You can also make cutlets out of poha. Moreover, there is misal poha, which is basically misal pav, but the pav is replaced with poha. Another way is having kanda poha, which is poha made with onions, which is famous in Mumbai. Poha also has different names - it is known as aval in Tamil, avalakki in Kanada, chiura in Bhojpuri, chuda in Oria and so on.
 
But did you know that poha has excellent health benefits too? It is easily digestible, can be loaded with vegetables and is a cheap option. Poha is a great choice, particularly for those who want to loose weight.
 
"Poha is very low in calories. It has about 76.9% of carbohydrates and 23% fat, which makes it one of the most ideal choices for weight loss. Apart from this, it is rich in fibre and therefore leaves you feeling full for a longer time, curbs mid-meal cravings and helps avoid overeating," says Siva Teja Gadepalli, nutritionist.
 
Apparently, poha is both - tasty and healthy.
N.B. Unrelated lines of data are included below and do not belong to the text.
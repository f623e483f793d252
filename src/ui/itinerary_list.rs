//! Itinerary list screen rendering
//!
//! Renders the main list view: a trip header, one numbered entry per
//! destination with its date and time, and the notice and key help
//! lines at the bottom.

use ratatui::{
    layout::{Constraint, Direction, Layout, Rect},
    style::{Color, Modifier, Style},
    text::{Line, Span},
    widgets::{Block, Borders, Paragraph},
    Frame,
};

use crate::app::App;
use crate::views::{ListView, NO_DESTINATIONS_MESSAGE};

/// Renders the itinerary list screen
///
/// Displays the trip header (name, optional From/To dates, destination
/// count), the sorted destination list with the selection cursor, the
/// generation footer, and the notice/help lines.
///
/// # Arguments
/// * `frame` - The ratatui Frame to render to
/// * `app` - The application state containing the itinerary and selection
pub fn render(frame: &mut Frame, app: &App) {
    let area = frame.area();

    let chunks = Layout::default()
        .direction(Direction::Vertical)
        .constraints([
            Constraint::Length(4), // Trip header
            Constraint::Min(3),    // Destination list
            Constraint::Length(1), // Generation footer
            Constraint::Length(1), // Notice line
            Constraint::Length(1), // Help text
        ])
        .split(area);

    let list = app.views().list;

    render_header(frame, &list, chunks[0]);
    render_stops(frame, app, &list, chunks[1]);
    render_footer(frame, &list, chunks[2]);
    frame.render_widget(
        Paragraph::new(super::notice_line(app.notice.as_ref())),
        chunks[3],
    );
    render_help(frame, chunks[4]);
}

/// Renders the trip header with name, dates, and destination count
fn render_header(frame: &mut Frame, list: &ListView, area: Rect) {
    let mut date_spans: Vec<Span> = Vec::new();
    if let Some(start) = list.start_date {
        date_spans.push(Span::styled(
            format!("From: {}  ", start),
            Style::default().fg(Color::White),
        ));
    }
    if let Some(end) = list.end_date {
        date_spans.push(Span::styled(
            format!("To: {}", end),
            Style::default().fg(Color::White),
        ));
    }
    if date_spans.is_empty() {
        date_spans.push(Span::styled(
            "No trip dates set",
            Style::default().fg(Color::DarkGray),
        ));
    }

    let width = area.width as usize;
    let separator = "─".repeat(width.saturating_sub(2));

    let lines = vec![
        Line::from(vec![
            Span::styled(
                "TRIPDECK",
                Style::default()
                    .fg(Color::Cyan)
                    .add_modifier(Modifier::BOLD),
            ),
            Span::raw("  "),
            Span::styled(
                list.trip_name.clone(),
                Style::default()
                    .fg(Color::White)
                    .add_modifier(Modifier::BOLD),
            ),
        ]),
        Line::from(date_spans),
        Line::from(Span::styled(
            format!("Total Destinations: {}", list.entries.len()),
            Style::default().fg(Color::Gray),
        )),
        Line::from(Span::styled(separator, Style::default().fg(Color::DarkGray))),
    ];

    frame.render_widget(Paragraph::new(lines), area);
}

/// Renders the destination list content
fn render_stops(frame: &mut Frame, app: &App, list: &ListView, area: Rect) {
    let mut lines: Vec<Line> = Vec::with_capacity(list.entries.len().max(1));

    for entry in &list.entries {
        let is_selected = entry.index == app.selected_index;

        let cursor = if is_selected { "\u{25B8} " } else { "  " }; // ▸ or space
        let cursor_style = if is_selected {
            Style::default().fg(Color::Cyan)
        } else {
            Style::default()
        };
        let name_style = if is_selected {
            Style::default()
                .fg(Color::Cyan)
                .add_modifier(Modifier::BOLD)
        } else {
            Style::default().fg(Color::White)
        };

        let mut spans = vec![
            Span::styled(cursor, cursor_style),
            Span::styled(
                format!("{:>2}. ", entry.index + 1),
                Style::default().fg(Color::Yellow),
            ),
            Span::styled(format!("{:<20}", entry.name), name_style),
            Span::styled(
                format!(
                    "Date: {} | Time: {}",
                    entry.date,
                    entry.time.format("%H:%M")
                ),
                Style::default().fg(Color::Gray),
            ),
        ];

        if is_selected {
            spans.push(Span::styled(
                "   d removes",
                Style::default().fg(Color::DarkGray),
            ));
        }

        lines.push(Line::from(spans));
    }

    if list.entries.is_empty() {
        lines.push(Line::from(Span::styled(
            NO_DESTINATIONS_MESSAGE,
            Style::default().fg(Color::DarkGray),
        )));
    }

    let block = Block::default()
        .title(" Travel Itinerary ")
        .borders(Borders::ALL)
        .border_style(Style::default().fg(Color::Cyan));

    frame.render_widget(Paragraph::new(lines).block(block), area);
}

/// Renders the generation footer under the list
fn render_footer(frame: &mut Frame, list: &ListView, area: Rect) {
    let footer = Line::from(Span::styled(
        format!("Generated on: {}", list.generated_at.format("%b %d, %Y %H:%M")),
        Style::default().fg(Color::DarkGray),
    ));
    frame.render_widget(Paragraph::new(footer), area);
}

/// Renders the help text at the bottom of the screen
fn render_help(frame: &mut Frame, area: Rect) {
    let help_text = Line::from(vec![
        Span::styled("↑/↓", Style::default().fg(Color::Yellow)),
        Span::raw(" Navigate  "),
        Span::styled("a", Style::default().fg(Color::Yellow)),
        Span::raw(" Add  "),
        Span::styled("d", Style::default().fg(Color::Yellow)),
        Span::raw(" Remove  "),
        Span::styled("t", Style::default().fg(Color::Yellow)),
        Span::raw(" Trip  "),
        Span::styled("1-3", Style::default().fg(Color::Yellow)),
        Span::raw(" Views  "),
        Span::styled("r", Style::default().fg(Color::Yellow)),
        Span::raw(" Rate  "),
        Span::styled("?", Style::default().fg(Color::Yellow)),
        Span::raw(" Help  "),
        Span::styled("q", Style::default().fg(Color::Yellow)),
        Span::raw(" Quit"),
    ]);
    let paragraph = Paragraph::new(help_text).style(Style::default().fg(Color::DarkGray));
    frame.render_widget(paragraph, area);
}

#[cfg(test)]
mod tests {
    use super::*;
    use crate::trip::DEFAULT_TRIP_NAME;
    use chrono::{Days, Local};
    use ratatui::{backend::TestBackend, Terminal};

    /// Renders the list view into a string for assertions
    fn render_to_string(app: &App) -> String {
        let backend = TestBackend::new(90, 24);
        let mut terminal = Terminal::new(backend).unwrap();
        terminal.draw(|frame| render(frame, app)).unwrap();
        terminal
            .backend()
            .buffer()
            .content()
            .iter()
            .map(|cell| cell.symbol())
            .collect()
    }

    /// Adds a stop dated `days` ahead of the real clock
    fn seed_stop(app: &mut App, name: &str, days: u64) {
        let today = Local::now().date_naive();
        let date = today.checked_add_days(Days::new(days)).unwrap().to_string();
        app.itinerary
            .add(name, &date, "09:00", None, today)
            .expect("seed stop should validate");
    }

    #[test]
    fn test_empty_list_shows_placeholder_and_message() {
        let app = App::new();
        let content = render_to_string(&app);

        assert!(content.contains(DEFAULT_TRIP_NAME));
        assert!(content.contains(NO_DESTINATIONS_MESSAGE));
        assert!(content.contains("Total Destinations: 0"));
        assert!(content.contains("Generated on:"));
    }

    #[test]
    fn test_stops_are_rendered_with_positions() {
        let mut app = App::new();
        seed_stop(&mut app, "Rome", 1);
        seed_stop(&mut app, "Paris", 2);

        let content = render_to_string(&app);

        assert!(content.contains("1. Rome"));
        assert!(content.contains("2. Paris"));
        assert!(content.contains("Time: 09:00"));
        assert!(!content.contains(NO_DESTINATIONS_MESSAGE));
    }

    #[test]
    fn test_selected_stop_has_cursor_and_remove_hint() {
        let mut app = App::new();
        seed_stop(&mut app, "Rome", 1);
        app.selected_index = 0;

        let content = render_to_string(&app);

        assert!(content.contains('\u{25B8}'), "selected stop carries the cursor");
        assert!(content.contains("d removes"));
    }

    #[test]
    fn test_trip_dates_shown_only_when_present() {
        let mut app = App::new();
        assert!(render_to_string(&app).contains("No trip dates set"));

        app.trip.start_date = Some("2025-05-01".parse().unwrap());
        let content = render_to_string(&app);
        assert!(content.contains("From: 2025-05-01"));
        assert!(!content.contains("To:"));

        app.trip.end_date = Some("2025-05-20".parse().unwrap());
        let content = render_to_string(&app);
        assert!(content.contains("To: 2025-05-20"));
    }

    #[test]
    fn test_trip_name_in_header() {
        let mut app = App::new();
        app.trip.name = "Iberia loop".to_string();
        let content = render_to_string(&app);
        assert!(content.contains("Iberia loop"));
    }

    #[test]
    fn test_help_text_is_rendered() {
        let app = App::new();
        let content = render_to_string(&app);
        assert!(content.contains("Navigate"));
        assert!(content.contains("Quit"));
    }
}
With it by their side, those on a diet can still enjoy a delicious breakfast without having to worry about calories. It can be eaten as a snack too but is essentially a good breakfast option. It's intriguing that despite the indigenous Poha being there, other processed and packaged items such as oats and quinoa are flooding the Indian market and being promoted as the best bets for 'healthy and nutritious' breakfast.
 
However, nutritionists recommend poha as one of the healthiest Indian breakfasts. "Poha is a wholesome meal. It is a good source of carbohydrates and iron, rich in fibre, a good source of antioxidants and essential vitamins and is gluten free. It is known to be good for those who have diabetes, skin and heart problems. To make it protein rich, one can add peanuts and sprouted legumes," says Priyannka Aashu Singh, nutritionist.